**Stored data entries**

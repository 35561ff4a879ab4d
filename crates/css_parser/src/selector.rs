//! CSS Selector implementation.

use dom::element::ElementData;
use std::fmt;

/// List of selectors (comma-separated).
#[derive(Clone, Debug, Default, PartialEq, Eq)]
pub struct SelectorList {
    pub selectors: Vec<Selector>,
}

impl SelectorList {
    pub fn new() -> Self {
        Self {
            selectors: Vec::new(),
        }
    }

    pub fn push(&mut self, selector: Selector) {
        self.selectors.push(selector);
    }

    /// Convert to CSS string.
    pub fn to_css_string(&self) -> String {
        self.selectors
            .iter()
            .map(|s| s.to_css_string())
            .collect::<Vec<_>>()
            .join(", ")
    }
}

impl fmt::Display for SelectorList {
    fn fmt(&self, f: &mut fmt::Formatter<'_>) -> fmt::Result {
        f.write_str(&self.to_css_string())
    }
}

/// A complex selector: compound selectors joined by combinators.
///
/// `combinators[i]` joins `compounds[i]` (left) and `compounds[i + 1]` (right),
/// so there is always one combinator fewer than compounds.
#[derive(Clone, Debug, Default, PartialEq, Eq)]
pub struct Selector {
    pub compounds: Vec<CompoundSelector>,
    pub combinators: Vec<Combinator>,
}

impl Selector {
    /// A selector made of a single compound.
    pub fn compound(compound: CompoundSelector) -> Self {
        Self {
            compounds: vec![compound],
            combinators: Vec::new(),
        }
    }

    /// The rightmost compound, the one the subject element must match.
    pub fn subject(&self) -> Option<&CompoundSelector> {
        self.compounds.last()
    }

    /// Convert to CSS string.
    pub fn to_css_string(&self) -> String {
        let mut result = String::new();
        for (i, compound) in self.compounds.iter().enumerate() {
            if i > 0 {
                result.push_str(self.combinators[i - 1].as_str());
            }
            result.push_str(&compound.to_css_string());
        }
        result
    }
}

/// Simple selectors that all apply to one element.
#[derive(Clone, Debug, Default, PartialEq, Eq)]
pub struct CompoundSelector {
    /// Tag name, lowercased.
    pub tag: Option<String>,
    /// ID.
    pub id: Option<String>,
    /// Classes.
    pub classes: Vec<String>,
    /// Attribute selectors.
    pub attributes: Vec<AttributeSelector>,
    /// Universal selector (*).
    pub universal: bool,
}

impl CompoundSelector {
    pub fn new() -> Self {
        Self::default()
    }

    /// Create tag selector.
    pub fn tag(name: &str) -> Self {
        Self {
            tag: Some(name.to_ascii_lowercase()),
            ..Default::default()
        }
    }

    /// Create class selector.
    pub fn class(class: &str) -> Self {
        Self {
            classes: vec![class.to_string()],
            ..Default::default()
        }
    }

    pub fn is_empty(&self) -> bool {
        self.tag.is_none()
            && self.id.is_none()
            && self.classes.is_empty()
            && self.attributes.is_empty()
            && !self.universal
    }

    /// Check if every simple selector matches the element.
    pub fn matches(&self, element: &ElementData) -> bool {
        if let Some(ref tag) = self.tag {
            if element.tag_name != tag.as_str() {
                return false;
            }
        }

        if let Some(ref id) = self.id {
            match &element.id {
                Some(elem_id) if elem_id.as_ref() == id.as_str() => {}
                _ => return false,
            }
        }

        if !self.classes.iter().all(|class| element.has_class(class)) {
            return false;
        }

        self.attributes.iter().all(|attr| attr.matches(element))
    }

    /// Convert to CSS string.
    pub fn to_css_string(&self) -> String {
        let mut result = String::new();

        if self.universal && self.tag.is_none() {
            result.push('*');
        }
        if let Some(ref tag) = self.tag {
            result.push_str(tag);
        }
        if let Some(ref id) = self.id {
            result.push('#');
            result.push_str(id);
        }
        for class in &self.classes {
            result.push('.');
            result.push_str(class);
        }
        for attr in &self.attributes {
            result.push_str(&attr.to_css_string());
        }
        result
    }
}

/// Selector combinator.
#[derive(Clone, Copy, Debug, PartialEq, Eq)]
pub enum Combinator {
    /// Descendant (space).
    Descendant,
    /// Child (>).
    Child,
    /// Next sibling (+).
    NextSibling,
    /// Subsequent sibling (~).
    SubsequentSibling,
}

impl Combinator {
    pub fn as_str(&self) -> &'static str {
        match self {
            Combinator::Descendant => " ",
            Combinator::Child => " > ",
            Combinator::NextSibling => " + ",
            Combinator::SubsequentSibling => " ~ ",
        }
    }
}

/// Attribute value operator.
#[derive(Clone, Copy, Debug, PartialEq, Eq)]
pub enum AttributeOperator {
    /// `=`
    Equals,
    /// `~=`
    Includes,
    /// `|=`
    DashMatch,
    /// `^=`
    Prefix,
    /// `$=`
    Suffix,
    /// `*=`
    Substring,
}

impl AttributeOperator {
    pub fn as_str(&self) -> &'static str {
        match self {
            AttributeOperator::Equals => "=",
            AttributeOperator::Includes => "~=",
            AttributeOperator::DashMatch => "|=",
            AttributeOperator::Prefix => "^=",
            AttributeOperator::Suffix => "$=",
            AttributeOperator::Substring => "*=",
        }
    }
}

/// Attribute selector.
#[derive(Clone, Debug, PartialEq, Eq)]
pub struct AttributeSelector {
    /// Attribute name, lowercased.
    pub name: String,
    /// Operator and expected value; `None` only checks presence.
    pub operation: Option<(AttributeOperator, String)>,
    /// Case sensitivity.
    pub case_sensitivity: CaseSensitivity,
}

impl AttributeSelector {
    /// Presence selector (`[name]`).
    pub fn exists(name: &str) -> Self {
        Self {
            name: name.to_ascii_lowercase(),
            operation: None,
            case_sensitivity: CaseSensitivity::Default,
        }
    }

    /// Check if selector matches element.
    pub fn matches(&self, element: &ElementData) -> bool {
        let Some(attr_value) = element.get_attribute(&self.name) else {
            return false;
        };
        let Some((operator, expected)) = &self.operation else {
            return true;
        };

        let (attr_value, expected) = match self.case_sensitivity {
            CaseSensitivity::Insensitive => {
                (attr_value.to_ascii_lowercase(), expected.to_ascii_lowercase())
            }
            _ => (attr_value.to_string(), expected.clone()),
        };

        match operator {
            AttributeOperator::Equals => attr_value == expected,
            AttributeOperator::Includes => attr_value.split_whitespace().any(|w| w == expected),
            AttributeOperator::DashMatch => {
                attr_value == expected || attr_value.starts_with(&format!("{}-", expected))
            }
            // An empty value never matches the substring operators.
            AttributeOperator::Prefix => !expected.is_empty() && attr_value.starts_with(&expected),
            AttributeOperator::Suffix => !expected.is_empty() && attr_value.ends_with(&expected),
            AttributeOperator::Substring => !expected.is_empty() && attr_value.contains(&expected),
        }
    }

    /// Convert to CSS string.
    pub fn to_css_string(&self) -> String {
        let mut result = format!("[{}", self.name);

        if let Some((operator, value)) = &self.operation {
            result.push_str(operator.as_str());
            result.push('"');
            result.push_str(value);
            result.push('"');

            match self.case_sensitivity {
                CaseSensitivity::Insensitive => result.push_str(" i"),
                CaseSensitivity::Sensitive => result.push_str(" s"),
                CaseSensitivity::Default => {}
            }
        }

        result.push(']');
        result
    }
}

/// Attribute case sensitivity.
#[derive(Clone, Copy, Debug, Default, PartialEq, Eq)]
pub enum CaseSensitivity {
    #[default]
    Default,
    Insensitive,
    Sensitive,
}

**Problem to solve**
Write out the data again in full. Match it exactly.

**Completed exercise**
repository 35561ff4a879ab4d
filename crates/css_parser/src/selector.rs
//! CSS Selector implementation.

use dom::element::ElementData;
use std::fmt;

/// List of selectors (comma-separated).
#[derive(Clone, Debug, Default, PartialEq, Eq)]
pub struct SelectorList {
    pub selectors: Vec<Selector>,
}

impl SelectorList {
    pub fn new() -> Self {
        Self {
            selectors: Vec::new(),
        }
    }

    pub fn push(&mut self, selector: Selector) {
        self.selectors.push(selector);
    }

    /// Convert to CSS string.
    pub fn to_css_string(&self) -> String {
        self.selectors
            .iter()
            .map(|s| s.to_css_string())
            .collect::<Vec<_>>()
            .join(", ")
    }
}

impl fmt::Display for SelectorList {
    fn fmt(&self, f: &mut fmt::Formatter<'_>) -> fmt::Result {
        f.write_str(&self.to_css_string())
    }
}

/// A complex selector: compound selectors joined by combinators.
///
/// `combinators[i]` joins `compounds[i]` (left) and `compounds[i + 1]` (right),
/// so there is always one combinator fewer than compounds.
#[derive(Clone, Debug, Default, PartialEq, Eq)]
pub struct Selector {
    pub compounds: Vec<CompoundSelector>,
    pub combinators: Vec<Combinator>,
}

impl Selector {
    /// A selector made of a single compound.
    pub fn compound(compound: CompoundSelector) -> Self {
        Self {
            compounds: vec![compound],
            combinators: Vec::new(),
        }
    }

    /// The rightmost compound, the one the subject element must match.
    pub fn subject(&self) -> Option<&CompoundSelector> {
        self.compounds.last()
    }

    /// Convert to CSS string.
    pub fn to_css_string(&self) -> String {
        let mut result = String::new();
        for (i, compound) in self.compounds.iter().enumerate() {
            if i > 0 {
                result.push_str(self.combinators[i - 1].as_str());
            }
            result.push_str(&compound.to_css_string());
        }
        result
    }
}

/// Simple selectors that all apply to one element.
#[derive(Clone, Debug, Default, PartialEq, Eq)]
pub struct CompoundSelector {
    /// Tag name, lowercased.
    pub tag: Option<String>,
    /// ID.
    pub id: Option<String>,
    /// Classes.
    pub classes: Vec<String>,
    /// Attribute selectors.
    pub attributes: Vec<AttributeSelector>,
    /// Universal selector (*).
    pub universal: bool,
}

impl CompoundSelector {
    pub fn new() -> Self {
        Self::default()
    }

    /// Create tag selector.
    pub fn tag(name: &str) -> Self {
        Self {
            tag: Some(name.to_ascii_lowercase()),
            ..Default::default()
        }
    }

    /// Create class selector.
    pub fn class(class: &str) -> Self {
        Self {
            classes: vec![class.to_string()],
            ..Default::default()
        }
    }

    pub fn is_empty(&self) -> bool {
        self.tag.is_none()
            && self.id.is_none()
            && self.classes.is_empty()
            && self.attributes.is_empty()
            && !self.universal
    }

    /// Check if every simple selector matches the element.
    pub fn matches(&self, element: &ElementData) -> bool {
        if let Some(ref tag) = self.tag {
            if element.tag_name != tag.as_str() {
                return false;
            }
        }

        if let Some(ref id) = self.id {
            match &element.id {
                Some(elem_id) if elem_id.as_ref() == id.as_str() => {}
                _ => return false,
            }
        }

        if !self.classes.iter().all(|class| element.has_class(class)) {
            return false;
        }

        self.attributes.iter().all(|attr| attr.matches(element))
    }

    /// Convert to CSS string.
    pub fn to_css_string(&self) -> String {
        let mut result = String::new();

        if self.universal && self.tag.is_none() {
            result.push('*');
        }
        if let Some(ref tag) = self.tag {
            result.push_str(tag);
        }
        if let Some(ref id) = self.id {
            result.push('#');
            result.push_str(id);
        }
        for class in &self.classes {
            result.push('.');
            result.push_str(class);
        }
        for attr in &self.attributes {
            result.push_str(&attr.to_css_string());
        }
        result
    }
}

/// Selector combinator.
#[derive(Clone, Copy, Debug, PartialEq, Eq)]
pub enum Combinator {
    /// Descendant (space).
    Descendant,
    /// Child (>).
    Child,
    /// Next sibling (+).
    NextSibling,
    /// Subsequent sibling (~).
    SubsequentSibling,
}

impl Combinator {
    pub fn as_str(&self) -> &'static str {
        match self {
            Combinator::Descendant => " ",
            Combinator::Child => " > ",
            Combinator::NextSibling => " + ",
            Combinator::SubsequentSibling => " ~ ",
        }
    }
}

/// Attribute value operator.
#[derive(Clone, Copy, Debug, PartialEq, Eq)]
pub enum AttributeOperator {
    /// `=`
    Equals,
    /// `~=`
    Includes,
    /// `|=`
    DashMatch,
    /// `^=`
    Prefix,
    /// `$=`
    Suffix,
    /// `*=`
    Substring,
}

impl AttributeOperator {
    pub fn as_str(&self) -> &'static str {
        match self {
            AttributeOperator::Equals => "=",
            AttributeOperator::Includes => "~=",
            AttributeOperator::DashMatch => "|=",
            AttributeOperator::Prefix => "^=",
            AttributeOperator::Suffix => "$=",
            AttributeOperator::Substring => "*=",
        }
    }
}

/// Attribute selector.
#[derive(Clone, Debug, PartialEq, Eq)]
pub struct AttributeSelector {
    /// Attribute name, lowercased.
    pub name: String,
    /// Operator and expected value; `None` only checks presence.
    pub operation: Option<(AttributeOperator, String)>,
    /// Case sensitivity.
    pub case_sensitivity: CaseSensitivity,
}

impl AttributeSelector {
    /// Presence selector (`[name]`).
    pub fn exists(name: &str) -> Self {
        Self {
            name: name.to_ascii_lowercase(),
            operation: None,
            case_sensitivity: CaseSensitivity::Default,
        }
    }

    /// Check if selector matches element.
    pub fn matches(&self, element: &ElementData) -> bool {
        let Some(attr_value) = element.get_attribute(&self.name) else {
            return false;
        };
        let Some((operator, expected)) = &self.operation else {
            return true;
        };

        let (attr_value, expected) = match self.case_sensitivity {
            CaseSensitivity::Insensitive => {
                (attr_value.to_ascii_lowercase(), expected.to_ascii_lowercase())
            }
            _ => (attr_value.to_string(), expected.clone()),
        };

        match operator {
            AttributeOperator::Equals => attr_value == expected,
            AttributeOperator::Includes => attr_value.split_whitespace().any(|w| w == expected),
            AttributeOperator::DashMatch => {
                attr_value == expected || attr_value.starts_with(&format!("{}-", expected))
            }
            // An empty value never matches the substring operators.
            AttributeOperator::Prefix => !expected.is_empty() && attr_value.starts_with(&expected),
            AttributeOperator::Suffix => !expected.is_empty() && attr_value.ends_with(&expected),
            AttributeOperator::Substring => !expected.is_empty() && attr_value.contains(&expected),
        }
    }

    /// Convert to CSS string.
    pub fn to_css_string(&self) -> String {
        let mut result = format!("[{}", self.name);

        if let Some((operator, value)) = &self.operation {
            result.push_str(operator.as_str());
            result.push('"');
            result.push_str(value);
            result.push('"');

            match self.case_sensitivity {
                CaseSensitivity::Insensitive => result.push_str(" i"),
                CaseSensitivity::Sensitive => result.push_str(" s"),
                CaseSensitivity::Default => {}
            }
        }

        result.push(']');
        result
    }
}

/// Attribute case sensitivity.
#[derive(Clone, Copy, Debug, Default, PartialEq, Eq)]
pub enum CaseSensitivity {
    #[default]
    Default,
    Insensitive,
    Sensitive,
}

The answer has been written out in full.